The Vallee Blanche is not a ski piste
Thursday 13th of March, 2008. We’ve just done our 14th crevasse rescue and our second fatality this year after a fall of 30 meters. We don’t repeat this often enough but skiing on a glacier requires certain precautions and a knowledge of the terrain.
You are probably thinking “Just 14 crevasse rescues this year.” But that is just the tip of the ice-berg because a good number of people who are not injured are rescued by their mates, properly equipped witnesses and above all high mountain guides who work regularly in the Mont Blanc range. With the exception of four incidents all of our rescues were on the Vallée Blanche.
Reality is somewhat different, our first 12 people rescued were all, without exception, extremely lucky. With falls from a dozen to 25 meters where daylight is visible as a little “ray of hope” when you raise your head (if you have the space...).
Lucky doesn’t mean without injury but rather alive because a large number are victims of diverse injuries (facial, skull, back etc.).
So, without any pretension and without being complete, let us give some common sense advice for anyone who wants to descend this wonderful route, during good weather conditions only!
Firstly, don’t go alone. The fact that you are at least two will double your chances of survival if there is an accident, even if it is just to raise the alarm. Who will know you’ve fallen in a crevasse if you are alone?
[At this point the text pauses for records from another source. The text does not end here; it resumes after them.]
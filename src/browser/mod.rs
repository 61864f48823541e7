//! Browser session management
//!
//! This module owns the headless browser for the duration of one invocation.
//! The driver is a capability interface (navigate + rendered content) so the
//! pagination logic can run against a fixture browser in tests without a
//! Chrome process.

mod chrome;

pub use chrome::ChromeSession;

use crate::Result;
use async_trait::async_trait;

/// A rendered listing page. Ephemeral: lives only within one pagination step.
#[derive(Debug, Clone)]
pub struct RenderedPage {
    /// Final URL after any redirects
    pub url: String,

    /// Rendered DOM serialized to HTML
    pub html: String,
}

/// Capability interface over a headless browser
///
/// Implementations load a URL, wait until the content-ready condition is met,
/// and hand back the rendered DOM. Process lifecycle stays with the concrete
/// session type; consumers only see navigation.
#[async_trait]
pub trait BrowserDriver: Send + Sync {
    /// Loads `url` and blocks until an element matching `ready` is present,
    /// or fails with `ScrapeError::NavigationTimeout`.
    async fn navigate(&self, url: &str, ready: &str) -> Result<RenderedPage>;
}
Being on a glacier implies that you have a minimum of gear. Screw gate karibiners, prussik loops, pulleys, ascender and the knowledge of how to use them. Yes, all the gear but no idea? You need to know how to rig a hoist. A number of books and courses can teach you the basics. Inform yourself.
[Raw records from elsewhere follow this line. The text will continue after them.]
//! Chrome-backed browser session
//!
//! Launches one headless Chrome process per invocation over CDP, with a
//! bounded startup timeout, and guarantees the process and its temp profile
//! are released on close. The flags mirror what constrained single-CPU
//! container environments need to run Chrome at all.

use crate::browser::{BrowserDriver, RenderedPage};
use crate::config::{BrowserConfig, SiteConfig};
use crate::{Result, ScrapeError};
use async_trait::async_trait;
use chromiumoxide::browser::{Browser, BrowserConfig as CdpConfig};
use chromiumoxide::Page;
use futures::StreamExt;
use std::path::{Path, PathBuf};
use std::time::Duration;
use tokio::task::JoinHandle;
use tokio::time::{sleep, timeout, Instant};

/// Fallback user agents when none is configured
const USER_AGENTS: &[&str] = &[
    "Mozilla/5.0 (X11; Linux x86_64) AppleWebKit/537.36 (KHTML, like Gecko) Chrome/124.0.0.0 Safari/537.36",
    "Mozilla/5.0 (Windows NT 10.0; Win64; x64) AppleWebKit/537.36 (KHTML, like Gecko) Chrome/123.0.0.0 Safari/537.36",
    "Mozilla/5.0 (Macintosh; Intel Mac OS X 10_15_7) AppleWebKit/537.36 (KHTML, like Gecko) Chrome/124.0.0.0 Safari/537.36",
];

/// A single headless Chrome process scoped to one invocation
pub struct ChromeSession {
    browser: Browser,
    handler_task: JoinHandle<()>,
    page: Page,
    profile_dir: PathBuf,
    nav_timeout: Duration,
}

impl ChromeSession {
    /// Launches headless Chrome, visits the site home page, and clicks any
    /// configured consent/region banners
    ///
    /// Startup is bounded by `startup-timeout-secs`; exceeding it yields
    /// `ScrapeError::BrowserStartup`.
    pub async fn open(site: &SiteConfig, config: &BrowserConfig) -> Result<Self> {
        let profile_dir = std::env::temp_dir().join(format!(
            "feedhound-profile-{}-{}",
            std::process::id(),
            fastrand::u32(..)
        ));

        let mut builder = CdpConfig::builder()
            .no_sandbox()
            .user_data_dir(&profile_dir)
            .args(vec![
                "--disable-gpu",
                "--disable-dev-shm-usage",
                "--disable-dev-tools",
                "--single-process",
                "--no-zygote",
                "--window-size=1280x1696",
            ]);

        if let Some(binary) = &config.binary_path {
            builder = builder.chrome_executable(Path::new(binary));
        }
        for arg in &config.extra_args {
            builder = builder.arg(arg.as_str());
        }

        let cdp_config = builder
            .build()
            .map_err(ScrapeError::BrowserStartup)?;

        let startup = Duration::from_secs(config.startup_timeout_secs);
        let (browser, mut handler) = match timeout(startup, Browser::launch(cdp_config)).await {
            Ok(Ok(launched)) => launched,
            Ok(Err(e)) => {
                remove_profile_dir(&profile_dir);
                return Err(ScrapeError::BrowserStartup(e.to_string()));
            }
            Err(_) => {
                remove_profile_dir(&profile_dir);
                return Err(ScrapeError::BrowserStartup(format!(
                    "browser did not become ready within {:?}",
                    startup
                )));
            }
        };

        // Drive CDP events in the background for the lifetime of the session
        let handler_task = tokio::spawn(async move {
            while let Some(event) = handler.next().await {
                if event.is_err() {
                    break;
                }
            }
        });

        let page = match browser.new_page("about:blank").await {
            Ok(page) => page,
            Err(e) => {
                shutdown_browser(browser, handler_task, &profile_dir).await;
                return Err(ScrapeError::BrowserStartup(e.to_string()));
            }
        };

        let user_agent = site
            .user_agent
            .clone()
            .unwrap_or_else(|| USER_AGENTS[fastrand::usize(..USER_AGENTS.len())].to_string());
        if let Err(e) = page.set_user_agent(user_agent.as_str()).await {
            shutdown_browser(browser, handler_task, &profile_dir).await;
            return Err(ScrapeError::Browser(e.to_string()));
        }

        let session = Self {
            browser,
            handler_task,
            page,
            profile_dir,
            nav_timeout: Duration::from_secs(config.navigation_timeout_secs),
        };

        if let Err(e) = session.visit_home(site).await {
            if let Err(close_err) = session.close().await {
                tracing::warn!("Cleanup after failed home visit also failed: {}", close_err);
            }
            return Err(e);
        }

        Ok(session)
    }

    /// Visits the home page once and dismisses consent/region banners
    async fn visit_home(&self, site: &SiteConfig) -> Result<()> {
        tracing::info!("Visiting home page: {}", site.home_url);
        self.page
            .goto(site.home_url.as_str())
            .await
            .map_err(|e| ScrapeError::Browser(e.to_string()))?;
        let _ = self.page.wait_for_navigation().await;

        for selector in &site.dismiss_selectors {
            match self.page.find_element(selector.as_str()).await {
                Ok(element) => {
                    tracing::info!("Dismissing banner matching '{}'", selector);
                    if let Err(e) = element.click().await {
                        tracing::warn!("Failed to click '{}': {}", selector, e);
                    }
                    // Give the overlay time to close before the next click
                    sleep(Duration::from_millis(500)).await;
                }
                Err(_) => {
                    tracing::debug!("No banner matching '{}'", selector);
                }
            }
        }

        Ok(())
    }

    /// Shuts down the browser process and removes the temp profile
    ///
    /// Must run on every exit path; a leaked Chrome process exhausts the
    /// memory ceiling of environments that reuse the execution sandbox.
    pub async fn close(self) -> Result<()> {
        let Self {
            browser,
            handler_task,
            profile_dir,
            ..
        } = self;
        shutdown_browser(browser, handler_task, &profile_dir).await;
        tracing::debug!("Browser session closed");
        Ok(())
    }
}

/// Tears down a launched browser and its surroundings
async fn shutdown_browser(mut browser: Browser, handler_task: JoinHandle<()>, profile_dir: &Path) {
    if let Err(e) = browser.close().await {
        tracing::warn!("Browser close failed: {}", e);
    }
    if let Err(e) = browser.wait().await {
        tracing::warn!("Browser did not exit cleanly: {}", e);
    }
    handler_task.abort();
    remove_profile_dir(profile_dir);
}

/// Best-effort removal of the per-session profile directory
fn remove_profile_dir(profile_dir: &Path) {
    if !profile_dir.exists() {
        return;
    }
    if let Err(e) = std::fs::remove_dir_all(profile_dir) {
        tracing::warn!(
            "Failed to remove profile dir {}: {}",
            profile_dir.display(),
            e
        );
    }
}

#[async_trait]
impl BrowserDriver for ChromeSession {
    async fn navigate(&self, url: &str, ready: &str) -> Result<RenderedPage> {
        tracing::debug!("Navigating to {}", url);
        self.page
            .goto(url)
            .await
            .map_err(|e| ScrapeError::Browser(e.to_string()))?;
        let _ = self.page.wait_for_navigation().await;

        // Poll for the content-ready marker until the navigation deadline
        let deadline = Instant::now() + self.nav_timeout;
        loop {
            if self.page.find_element(ready).await.is_ok() {
                break;
            }
            if Instant::now() >= deadline {
                return Err(ScrapeError::NavigationTimeout {
                    url: url.to_string(),
                });
            }
            sleep(Duration::from_millis(100)).await;
        }

        let html = self
            .page
            .content()
            .await
            .map_err(|e| ScrapeError::Browser(e.to_string()))?;
        let final_url = self
            .page
            .url()
            .await
            .map_err(|e| ScrapeError::Browser(e.to_string()))?
            .unwrap_or_else(|| url.to_string());

        Ok(RenderedPage {
            url: final_url,
            html,
        })
    }
}
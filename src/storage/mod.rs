//! Storage module for persisting crawl data
//!
//! Persistence goes through a key/value blob store collaborator with PUT/GET
//! semantics. Job state and result collections are JSON blobs namespaced by
//! job id; backends exist for the local filesystem and for memory.

mod fs;
mod memory;
mod results;
mod traits;

pub use fs::FsBlobStore;
pub use memory::MemoryBlobStore;
pub use results::ResultStore;
pub use traits::{job_key, BlobStore, StorageError, StorageResult};

use chrono::{DateTime, Utc};
use serde::{Deserialize, Serialize};

/// One discovered marketplace listing
///
/// Identity is the item URL; everything else is a best-effort snapshot taken
/// from the listing card at discovery time. Immutable once written, except
/// that re-discovery may backfill missing snapshot fields.
#[derive(Debug, Clone, PartialEq, Serialize, Deserialize)]
pub struct ItemReference {
    /// Canonical item URL, the deduplication key
    pub url: String,

    /// Listing title snapshot
    pub title: Option<String>,

    /// Listing price snapshot, as displayed
    pub price: Option<String>,

    /// When this reference was first extracted
    pub discovered_at: DateTime<Utc>,

    /// Listing page index the reference was first seen on
    pub source_page: u32,
}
Take at least an ice screw and wear a climbing harness. You can at least secure yourself to the wall of the crevasse. Normally when a snow bridge gives way it forms a secondary bridge lower down where the crevasse is narrower. There is the rub, you are now on another snow bridge which can give way at any moment, especially if you remove your skis or board.
Your harness should have a length of cord, around 60cm free, attached with a screw gate karabiner on the other end. The karabiner should be clipped somewhere high on your person, the collar of your jacket for example. Like that we can easily pull you out in case of external rescue.
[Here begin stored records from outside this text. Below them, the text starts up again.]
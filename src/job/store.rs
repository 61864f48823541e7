//! Job persistence over the blob store

use crate::job::Job;
use crate::storage::{job_key, BlobStore};
use crate::{Result, ScrapeError};

/// Loads and checkpoints job records
pub struct JobStore<'a> {
    blobs: &'a dyn BlobStore,
    key_prefix: String,
}

impl<'a> JobStore<'a> {
    pub fn new(blobs: &'a dyn BlobStore, key_prefix: impl Into<String>) -> Self {
        Self {
            blobs,
            key_prefix: key_prefix.into(),
        }
    }

    fn key(&self, job_id: &str) -> String {
        job_key(&self.key_prefix, job_id, "state.json")
    }

    /// Loads a job record, or None when the id is unknown
    pub fn load(&self, job_id: &str) -> Result<Option<Job>> {
        match self.blobs.get(&self.key(job_id))? {
            Some(bytes) => {
                let job = serde_json::from_slice(&bytes)
                    .map_err(|e| ScrapeError::Persistence(format!("corrupt job state: {}", e)))?;
                Ok(Some(job))
            }
            None => Ok(None),
        }
    }

    /// Creates a job or resumes the existing one; idempotent
    ///
    /// A non-terminal job is returned as-is so the caller can continue from
    /// its checkpointed cursor. A terminal job is returned untouched unless
    /// `reset` is set, in which case a fresh record replaces it.
    pub fn create_or_resume(&self, job_id: &str, query: &str, reset: bool) -> Result<Job> {
        match self.load(job_id)? {
            Some(existing) if existing.status.is_terminal() && !reset => {
                tracing::info!(
                    "Job {} is already {} and no reset was requested",
                    job_id,
                    existing.status
                );
                Ok(existing)
            }
            Some(existing) if !reset => {
                tracing::info!(
                    "Resuming job {} at page {} ({} items so far)",
                    job_id,
                    existing.cursor,
                    existing.items_discovered
                );
                Ok(existing)
            }
            _ => {
                if reset {
                    tracing::info!("Resetting job {}", job_id);
                }
                let mut job = Job::new(job_id, query);
                self.checkpoint(&mut job)?;
                Ok(job)
            }
        }
    }

    /// Persists the full job record
    ///
    /// Atomic from a reader's perspective: a status check never observes a
    /// half-written cursor/status pair. Persist failure is fatal for the
    /// invocation; progress that cannot be recorded must not be reported as
    /// success.
    pub fn checkpoint(&self, job: &mut Job) -> Result<()> {
        job.last_updated_at = chrono::Utc::now();
        let bytes = serde_json::to_vec_pretty(job)
            .map_err(|e| ScrapeError::Persistence(e.to_string()))?;
        self.blobs
            .put(&self.key(&job.id), &bytes)
            .map_err(|e| ScrapeError::Persistence(e.to_string()))?;
        tracing::debug!(
            "Checkpointed job {}: {} at page {}",
            job.id,
            job.status,
            job.cursor
        );
        Ok(())
    }
}
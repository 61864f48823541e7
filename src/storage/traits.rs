//! Blob store trait and error types

use thiserror::Error;

/// Errors that can occur during storage operations
#[derive(Debug, Error)]
pub enum StorageError {
    #[error("IO error: {0}")]
    Io(#[from] std::io::Error),

    #[error("Serialization error: {0}")]
    Serialization(String),

    #[error("Blob store error: {0}")]
    Backend(String),
}

/// Result type for storage operations
pub type StorageResult<T> = Result<T, StorageError>;

/// Key/value blob storage with PUT/GET semantics
///
/// This is the persistence collaborator: job state and result collections are
/// written through it, with keys namespaced per job. A `put` must be atomic
/// from a reader's perspective; a reader never observes a half-written blob.
pub trait BlobStore: Send + Sync {
    /// Writes a blob, replacing any existing value under the key
    fn put(&self, key: &str, bytes: &[u8]) -> StorageResult<()>;

    /// Reads a blob, or None when the key does not exist
    fn get(&self, key: &str) -> StorageResult<Option<Vec<u8>>>;
}

/// Builds the namespaced key for a blob belonging to a job
pub fn job_key(prefix: &str, job_id: &str, leaf: &str) -> String {
    if prefix.is_empty() {
        format!("jobs/{}/{}", job_id, leaf)
    } else {
        format!("{}/jobs/{}/{}", prefix.trim_end_matches('/'), job_id, leaf)
    }
}

#[cfg(test)]
mod tests {
    use super::*;

    #[test]
    fn test_job_key_without_prefix() {
        assert_eq!(job_key("", "abc", "state.json"), "jobs/abc/state.json");
    }

    #[test]
    fn test_job_key_with_prefix() {
        assert_eq!(
            job_key("vinted", "abc", "results.json"),
            "vinted/jobs/abc/results.json"
        );
        assert_eq!(
            job_key("vinted/", "abc", "results.json"),
            "vinted/jobs/abc/results.json"
        );
    }
}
Never take both skis off (or your board) when on a glacier. Recently a snow boarder who lacked enough speed to get over a small uphill died after taking off his board to walk while he was unroped. We highlight this because you can walk on foot on glaciated terrain, you need the security of a rope with a couple of other people..
The sirene voices of untracked powder call skiers to their doom. The person who died today was just 15 meters from the main track, sometimes just a few meters is sufficient.
Finally, if you are able, form a group and hire a guide who, thanks to his knowledge, will help you pass your day in safety.
The mountains are a fantastic playground but put as many chances on your side as possible to enjoy it for as long as possible.
Posted by pghm-chamonix
on Wednesday, 02 April, 2008 at 11:24 PM
Crossing a glacier on skis in 1994 en-route to climb Monte Rosa, our friend guiding the group crossed a snow bridge which collapsed under his weight. Unfortunately he hit a ledge whilst falling which broke his pelvis. We were unable to winch him out (broken pelvis, and inexperience), so lowered Hugh down to him and retrieved a radio to call for help. No mobile phones then. A helicopter rescue team arrived after two and a half hours and took him to a hospital where he received proper medical care, and was skiing again the following season. Before crossing there was no visible sign of that crevasse and, during those hours as he lost consciousness due to internal blood loss and temperature fell to 32 degrees, we thought he might die. Indeed, glaciers are very dangerous places.